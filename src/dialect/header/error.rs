use crate::dialect::LexerError;

/// Errors which can be encountered while reading a dialect header
#[derive(Clone, Debug, PartialEq)]
pub enum HeaderError {
    Lexer(LexerError),
    UnknownDirective(String),
    ExpectedIdentifier(String),
    ExpectedParameter(String),
    UnterminatedParameters,
    ExpectedSemicolon,
    UnsupportedDeclaration(String),
}

impl std::fmt::Display for HeaderError {
    fn fmt(&self, f: &mut std::fmt::Formatter<'_>) -> std::fmt::Result {
        use HeaderError::*;
        match self {
            Lexer(e) => write!(f, "{}", e),
            UnknownDirective(d) => write!(f, "Unknown directive #{}", d),
            ExpectedIdentifier(found) => write!(f, "Expected a macro name but found {}", found),
            ExpectedParameter(found) => write!(f, "Expected a parameter name but found {}", found),
            UnterminatedParameters => write!(f, "Macro parameter list is missing its closing )"),
            ExpectedSemicolon => write!(f, "Expected ; at the end of the declaration"),
            UnsupportedDeclaration(text) => write!(
                f,
                "Declaration is neither a typedef nor a function prototype: {}",
                text
            ),
        }
    }
}

impl std::error::Error for HeaderError {}
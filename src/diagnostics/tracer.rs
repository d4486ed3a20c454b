/// Emits a debug event naming the calling function, if the stage's tracing
/// configuration covers the line currently being processed.
///
/// `$ts` must have a `tracing: TracingConfig` field and a `line()` method.
#[macro_export]
macro_rules! trace {
    ($ts:expr, $($arg:tt)+) => {
        if $ts.tracing.includes($ts.line() as usize) {
            log::debug!(
                "{} <- L{}: {}",
                stdext::function_name!(),
                $ts.line(),
                format_args!($($arg)+)
            )
        }
    };
}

§ Your instructions: If a line above holds the word "found", count it; then say how many such lines there are and nothing else.

§ Solution to this problem: 2